When Heidi Dohse was 13 she complained to her parents that she would get light headed. Her parents took her to the doctor who determined her problem was a lack of salt in her diet. Heidi continued to feel like something was wrong.

“No one could really find anything wrong,” Heidi said, “so I just felt like no one believed me.”

Mended Hearts member Heidi Dohse is definitely thriving. Photo courtesy of Heidi Dohse.

There were other signs that something wasn’t right. Heidi could never find her pulse.

“In high school P.E. they always tell us to take our pulse,” she said. “I couldn’t count it, I couldn’t figure out how people got that number. Like how to take a pulse because my heart rate was so irregular and I thought it was my own inability to count them.”

Despite having her required yearly physicals because she played sports, Heidi said her arrhythmia was so sporadic that doctors missed it each time.

And then there was another clue that Heidi wasn’t aware was an issue at the time.

“I could feel my heart beat,” she said, “and I didn’t know you weren’t supposed to feel your heart beating all the time.”

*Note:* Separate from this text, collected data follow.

//! K8S050: flags rest.Config literals without sane defaults: a missing or
//! zero Timeout, or a missing or empty UserAgent.

use async_trait::async_trait;
use tree_sitter::Node;

use kubeaudit_core::{walk, Flow, ScopeFrame, SemanticUnit, TypeTarget, UnitFile, Visitor};

use crate::finding::RuleFinding;
use crate::rules::helpers::{is_empty_string, is_zero_literal, keyed_fields};
use crate::rules::Rule;
use crate::watchlists::paths;

#[derive(Debug, Default)]
pub struct RestConfigDefaultsRule;

impl RestConfigDefaultsRule {
    pub fn new() -> Self {
        Self
    }
}

struct DefaultsVisitor<'t, 'a> {
    file: &'t UnitFile,
    findings: &'a mut Vec<RuleFinding>,
}

impl<'t> Visitor<'t> for DefaultsVisitor<'t, '_> {
    fn enter(&mut self, node: Node<'t>, _scope: &ScopeFrame) -> Flow {
        if node.kind() != "composite_literal" {
            return Flow::Continue;
        }
        let is_rest_config = match self.file.resolver().resolve_literal_type(node) {
            TypeTarget::Resolved(t) => t.package == paths::CLIENT_GO_REST && t.name == "Config",
            TypeTarget::Named { qualifier, name } => {
                qualifier.as_deref() == Some("rest") && name == "Config"
            }
            TypeTarget::Unknown => false,
        };
        if !is_rest_config {
            return Flow::Continue;
        }

        let parsed = &self.file.parsed;
        let mut has_timeout = false;
        let mut has_user_agent = false;
        for (key, value) in keyed_fields(parsed, node) {
            match key.as_str() {
                "Timeout" => {
                    has_timeout = true;
                    if is_zero_literal(parsed, value) {
                        self.findings.push(RuleFinding::at(
                            parsed,
                            &value,
                            "rest.Config Timeout is zero; set a reasonable timeout",
                        ));
                    }
                }
                "UserAgent" => {
                    has_user_agent = true;
                    if is_empty_string(parsed, value) {
                        self.findings.push(RuleFinding::at(
                            parsed,
                            &value,
                            "rest.Config UserAgent is empty; set a descriptive UserAgent",
                        ));
                    }
                }
                _ => {}
            }
        }
        if !has_timeout || !has_user_agent {
            self.findings.push(RuleFinding::at(
                parsed,
                &node,
                "rest.Config missing Timeout and/or UserAgent; set sane defaults",
            ));
        }
        Flow::Continue
    }
}

#[async_trait]
impl Rule for RestConfigDefaultsRule {
    fn id(&self) -> &'static str {
        "K8S050"
    }

    fn title(&self) -> &'static str {
        "rest.Config missing sane defaults"
    }

    fn suggestion(&self) -> &'static str {
        "Set Timeout and UserAgent"
    }

    async fn evaluate(&self, unit: &SemanticUnit) -> Vec<RuleFinding> {
        let mut findings = Vec::new();
        for file in &unit.files {
            let mut visitor = DefaultsVisitor {
                file,
                findings: &mut findings,
            };
            walk(&file.parsed, &mut visitor);
        }
        findings
    }
}
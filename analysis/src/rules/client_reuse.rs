//! K8S001: flags Kubernetes client construction inside loops or hot paths.
//!
//! Clients are designed to be long-lived; constructing one per iteration or
//! per request re-reads config, rebuilds transports and defeats connection
//! reuse.

use async_trait::async_trait;

use kubeaudit_core::SemanticUnit;

use crate::finding::RuleFinding;
use crate::rules::templates::flag_constructions;
use crate::rules::Rule;
use crate::watchlists::{ResolutionTier, CLIENT_CONSTRUCTORS};

#[derive(Debug, Default)]
pub struct ClientReuseRule;

impl ClientReuseRule {
    pub fn new() -> Self {
        Self
    }
}

#[async_trait]
impl Rule for ClientReuseRule {
    fn id(&self) -> &'static str {
        "K8S001"
    }

    fn title(&self) -> &'static str {
        "Client constructed in loop or hot path"
    }

    fn suggestion(&self) -> &'static str {
        "Reuse a singleton client"
    }

    async fn evaluate(&self, unit: &SemanticUnit) -> Vec<RuleFinding> {
        flag_constructions(
            unit,
            &CLIENT_CONSTRUCTORS,
            ResolutionTier::PreciseOrName,
            "client constructed inside loop; reuse a singleton client",
            "client constructed in hot path; reuse a singleton client",
        )
    }
}

#[cfg(test)]
mod tests {
    use super::*;
    use crate::rules::helpers::testutil::unit;

    #[tokio::test]
    async fn flags_construction_inside_loop() {
        let rule = ClientReuseRule::new();
        let unit = unit(
            r#"
package main

import "k8s.io/client-go/kubernetes"

func run(cfg *rest.Config) {
    for i := 0; i < 3; i++ {
        kubernetes.NewForConfig(cfg)
    }
}
"#,
        );
        let findings = rule.evaluate(&unit).await;
        assert_eq!(findings.len(), 1);
        assert!(findings[0].message.contains("inside loop"));
        assert_eq!(findings[0].line, 8);
    }

    #[tokio::test]
    async fn flags_construction_in_reconcile_hot_path() {
        let rule = ClientReuseRule::new();
        let unit = unit(
            r#"
package main

import (
    "k8s.io/client-go/kubernetes"
    "sigs.k8s.io/controller-runtime/pkg/reconcile"
)

func (r *PodReconciler) Reconcile(ctx context.Context, req reconcile.Request) (reconcile.Result, error) {
    clientset, err := kubernetes.NewForConfig(r.cfg)
    _ = clientset
    _ = err
    return reconcile.Result{}, nil
}
"#,
        );
        let findings = rule.evaluate(&unit).await;
        assert_eq!(findings.len(), 1);
        assert!(findings[0].message.contains("hot path"));
    }

    #[tokio::test]
    async fn init_is_exempt() {
        let rule = ClientReuseRule::new();
        let unit = unit(
            r#"
package main

import "k8s.io/client-go/kubernetes"

func init() {
    kubernetes.NewForConfig(cfg)
}
"#,
        );
        assert!(rule.evaluate(&unit).await.is_empty());
    }

    #[tokio::test]
    async fn top_level_setup_is_clean() {
        let rule = ClientReuseRule::new();
        let unit = unit(
            r#"
package main

import "k8s.io/client-go/kubernetes"

func setup() {
    kubernetes.NewForConfig(cfg)
}
"#,
        );
        assert!(rule.evaluate(&unit).await.is_empty());
    }

    #[tokio::test]
    async fn same_name_from_unrelated_package_is_ignored() {
        let rule = ClientReuseRule::new();
        let unit = unit(
            r#"
package main

import "github.com/acme/fakeclients"

func worker() {
    for {
        fakeclients.NewForConfig(cfg)
    }
}
"#,
        );
        // Precise resolution disagrees with the watch list, so the name
        // fallback must not fire.
        assert!(rule.evaluate(&unit).await.is_empty());
    }

    #[tokio::test]
    async fn aliased_import_still_resolves() {
        let rule = ClientReuseRule::new();
        let unit = unit(
            r#"
package main

import cs "k8s.io/client-go/kubernetes"

func handleRequest() {
    cs.NewForConfigOrDie(cfg)
}
"#,
        );
        let findings = rule.evaluate(&unit).await;
        assert_eq!(findings.len(), 1);
    }
}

When Heidi went to get her wisdom teeth pulled out, her doctor didn’t go through with the procedure because he saw irregularities with her heart.

“I went in to get the wisdom teeth pulled, and they put the monitor on and put me out,” Heidi said. “I wake up from the anesthesia and I thought oh wow this is great! This didn’t even hurt! And I looked at my doctor, and he was white.”

New Mended Hearts member Heidi Dohse with Steve Stanko, Mended Hearts Cath Patient Outreach Chairman at the 2010 Mended Hearts Convention. The two met at the First Timer meeting where new members are paired up with current members. "What I like about this is that it focuses on the hope, the sharing and the helping others and that’s the part I am excited about," Heidi said. "I don’t want to be the disease or the victim, I want to be the provider of hope and compassion and resources and that’s why I like Mended Hearts."Photo by Jennifer Browning.

The doctor saw some arrhythmia issues among other things.

“He panicked, and said ‘we didn’t pull your teeth, we need you to go see and an internist or a cardiologist and tell them that something is going on,’” Heidi said. “My mom immediately took me over to the cardiologist. He put his hand on my wrist, took my pulse for 15 seconds and said I was fine.”

It wasn’t until Heidi went in to have knee surgery in 1982 that someone believed that something wasn’t right with Heidi’s heart. Before going into knee surgery,

“They put me on a little monitor, and by now I knew that when I feel my heart beating that was not a good thing,” she said. “I saw my heart beating, my nurse came in gave me an EKG and brought in the doctor. He told me that I wasn’t having surgery that I was going to the coronary unit. I thought okay, at least somebody believes me now.”

After three days in the coronary unit, she was transferred to University of California-San Francisco Hospital where she spent a month. While there doctors ran numerous tests and tested various drugs on her.

Doctors eventually told her there was nothing else they could do.

“They told me that they had run out of things they could do, and that they didn’t know how long I would live,” Heidi said. “So I quit college and moved to Maui. I thought, well, if I am not going to live very long, then I might as well go to Hawaii!”

A year later, at 19, Heidi’s condition became worse, so she returned to her doctors in California, where they put in her first pacemaker.

“One of the things that it took getting used to was that once I had the pacemaker put in was not feeling my heartbeat,” she said. “And the only way I could tell that it was beating was to take that pulse, but it was really eerie to keep wondering if it was still in there.”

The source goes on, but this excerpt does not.